Simple, my way

25 Apr 2008


Apart from occasional dalliances with the thought of conspicuous consumption in my early twenties, I have always lived a simple life. I quickly realised that spending lots of money would mean lots of hours at work to make the money and I wasn't prepared to give my life to my job.

I have never knowingly downshifted, downsized, chosen voluntary simplicity or radically altered the way I live my life to compensate for years of overconsumption.
I simply chose not to overconsume from the beginning.

We live what could be described as a simple rather frugal life because this is the life that suits us best. It's the way that has always made the most sense to us.

I have always had a taste for the good things in life:

- well prepared food eaten in happy surroundings

- good gutsy food with earthy flavours and happy memorable special occasion food.

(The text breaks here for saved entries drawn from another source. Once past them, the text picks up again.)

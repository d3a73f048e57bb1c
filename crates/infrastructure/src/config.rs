//! Suite configuration.
//!
//! The base URL is fixed; tests point a config at a local server with
//! [`SuiteConfig::with_base_url`]. The only environment input is the
//! optional results directory.

use std::env::{self, VarError};
use std::path::{Path, PathBuf};

use thiserror::Error;

/// Variable naming the directory that receives Allure result files.
pub const RESULTS_DIR_VAR: &str = "OBJECTS_CONTRACT_RESULTS_DIR";

/// Errors raised while reading configuration.
#[derive(Debug, Clone, Error, PartialEq, Eq)]
pub enum ConfigError {
    /// A variable was set but is not valid unicode.
    #[error("environment variable {var} is not valid unicode")]
    NotUnicode {
        /// Variable name.
        var: &'static str,
    },
}

/// Where the suite sends requests and where reports go.
#[derive(Debug, Clone, PartialEq, Eq)]
pub struct SuiteConfig {
    base_url: String,
    results_dir: Option<PathBuf>,
}

impl SuiteConfig {
    /// Public objects API.
    pub const DEFAULT_BASE_URL: &'static str = "https://api.restful-api.dev";

    /// Reads the optional results directory from the process environment.
    ///
    /// # Errors
    ///
    /// Returns an error if the variable is set to non-unicode data.
    pub fn from_env() -> Result<Self, ConfigError> {
        match env::var(RESULTS_DIR_VAR) {
            Ok(value) => Ok(Self::from_lookup(|_| Some(value.clone()))),
            Err(VarError::NotPresent) => Ok(Self::default()),
            Err(VarError::NotUnicode(_)) => Err(ConfigError::NotUnicode {
                var: RESULTS_DIR_VAR,
            }),
        }
    }

    /// Builds a config from an arbitrary variable lookup. Blank values
    /// count as unset.
    #[must_use]
    pub fn from_lookup(lookup: impl Fn(&str) -> Option<String>) -> Self {
        let results_dir = lookup(RESULTS_DIR_VAR)
            .map(|value| value.trim().to_string())
            .filter(|value| !value.is_empty())
            .map(PathBuf::from);
        Self {
            results_dir,
            ..Self::default()
        }
    }

    /// Points the suite at another server (builder pattern).
    #[must_use]
    pub fn with_base_url(mut self, base_url: impl Into<String>) -> Self {
        self.base_url = base_url.into();
        self
    }

    /// Sets the results directory (builder pattern).
    #[must_use]
    pub fn with_results_dir(mut self, dir: impl Into<PathBuf>) -> Self {
        self.results_dir = Some(dir.into());
        self
    }

    /// Base URL requests are built from.
    #[must_use]
    pub fn base_url(&self) -> &str {
        &self.base_url
    }

    /// Directory for Allure results, if reporting is enabled.
    #[must_use]
    pub fn results_dir(&self) -> Option<&Path> {
        self.results_dir.as_deref()
    }
}

impl Default for SuiteConfig {
    fn default() -> Self {
        Self {
            base_url: Self::DEFAULT_BASE_URL.to_string(),
            results_dir: None,
        }
    }
}
//! Scenario and suite reports.

use chrono::{DateTime, Utc};
use objects_contract_domain::TestResults;
use serde::Serialize;

use crate::capture::ExchangeLog;

/// Final state of a scenario.
#[derive(Debug, Clone, PartialEq, Eq, Serialize)]
#[serde(tag = "status", rename_all = "snake_case")]
pub enum ScenarioOutcome {
    /// Every assertion held.
    Passed,
    /// An assertion did not hold.
    Failed {
        /// Expected vs actual for the failing field.
        reason: String,
    },
    /// The scenario could not complete (transport error, unusable response).
    Broken {
        /// What went wrong.
        reason: String,
    },
}

impl ScenarioOutcome {
    /// Returns true for `Passed`.
    #[must_use]
    pub const fn is_passed(&self) -> bool {
        matches!(self, Self::Passed)
    }

    /// Returns the failure reason, if any.
    #[must_use]
    pub fn reason(&self) -> Option<&str> {
        match self {
            Self::Passed => None,
            Self::Failed { reason } | Self::Broken { reason } => Some(reason),
        }
    }

    /// Short status label.
    #[must_use]
    pub const fn label(&self) -> &'static str {
        match self {
            Self::Passed => "passed",
            Self::Failed { .. } => "failed",
            Self::Broken { .. } => "broken",
        }
    }
}

/// Everything known about one executed scenario.
#[derive(Debug, Clone, Serialize)]
pub struct ScenarioReport {
    /// Position in the execution order.
    pub order: u8,
    /// Stable identifier, e.g. `post_creates_object`.
    pub name: String,
    /// Human-readable title.
    pub display_name: String,
    /// Final state.
    pub outcome: ScenarioOutcome,
    /// Assertion groups evaluated, in order.
    pub checks: Vec<TestResults>,
    /// Captured request/response pairs.
    pub exchanges: ExchangeLog,
    /// Start time.
    pub started_at: DateTime<Utc>,
    /// End time.
    pub finished_at: DateTime<Utc>,
}

impl ScenarioReport {
    /// Wall-clock duration in milliseconds.
    #[must_use]
    pub fn duration_ms(&self) -> i64 {
        (self.finished_at - self.started_at).num_milliseconds()
    }
}

/// Summary of a suite run.
#[derive(Debug, Clone, Serialize)]
pub struct SuiteReport {
    /// Scenario reports in execution order.
    pub scenarios: Vec<ScenarioReport>,
    /// Total run time in milliseconds.
    pub duration_ms: u64,
}

impl SuiteReport {
    /// Number of passed scenarios.
    #[must_use]
    pub fn passed(&self) -> usize {
        self.scenarios
            .iter()
            .filter(|s| s.outcome.is_passed())
            .count()
    }

    /// Number of failed or broken scenarios.
    #[must_use]
    pub fn failed(&self) -> usize {
        self.scenarios.len() - self.passed()
    }

    /// Returns true if every scenario passed.
    #[must_use]
    pub fn all_passed(&self) -> bool {
        self.failed() == 0
    }

    /// Looks a scenario up by its identifier.
    #[must_use]
    pub fn scenario(&self, name: &str) -> Option<&ScenarioReport> {
        self.scenarios.iter().find(|s| s.name == name)
    }
}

- time to read, to think, to dream

- the feel and smell of wool, cotton, linen

- fresh air and water

- time to walk, I like to walk, not just in the bush but everywhere.
I like to get to know the streets, the houses,the gardens, the people, the animals, I like to really feel and smell the changing seasons.


I guess I have aspired to an educated peasant life - putting away what you can for the future but focusing on enjoying the gift of the present with as much joy as can be taken from the beauty of your surroundings and the rhythm of the tasks that make your life and always an appreciative eye to the legacy of the past.

Living in the rich inner city suburb of South Yarra, Melbourne, after I graduated from Uni we were surrounded by conspicuous consumption and people striving for status symbols.
We were also within easy reach of the good life, that is, walking distance to the wonderful Prahran market, many beautiful parks and galleries, bookshops in Toorak Road and later living around the corner from the alternate lifestyle mecca of the 80s, Greville Street with wholefood cafes, biodynamic grocer, antiques market, the funny old shoe repair man, second hand clothing and book stores.
So many interesting things.
My Sunday afternoon walks to the bookshops to browse for hours then home for a good cup of tea were priceless.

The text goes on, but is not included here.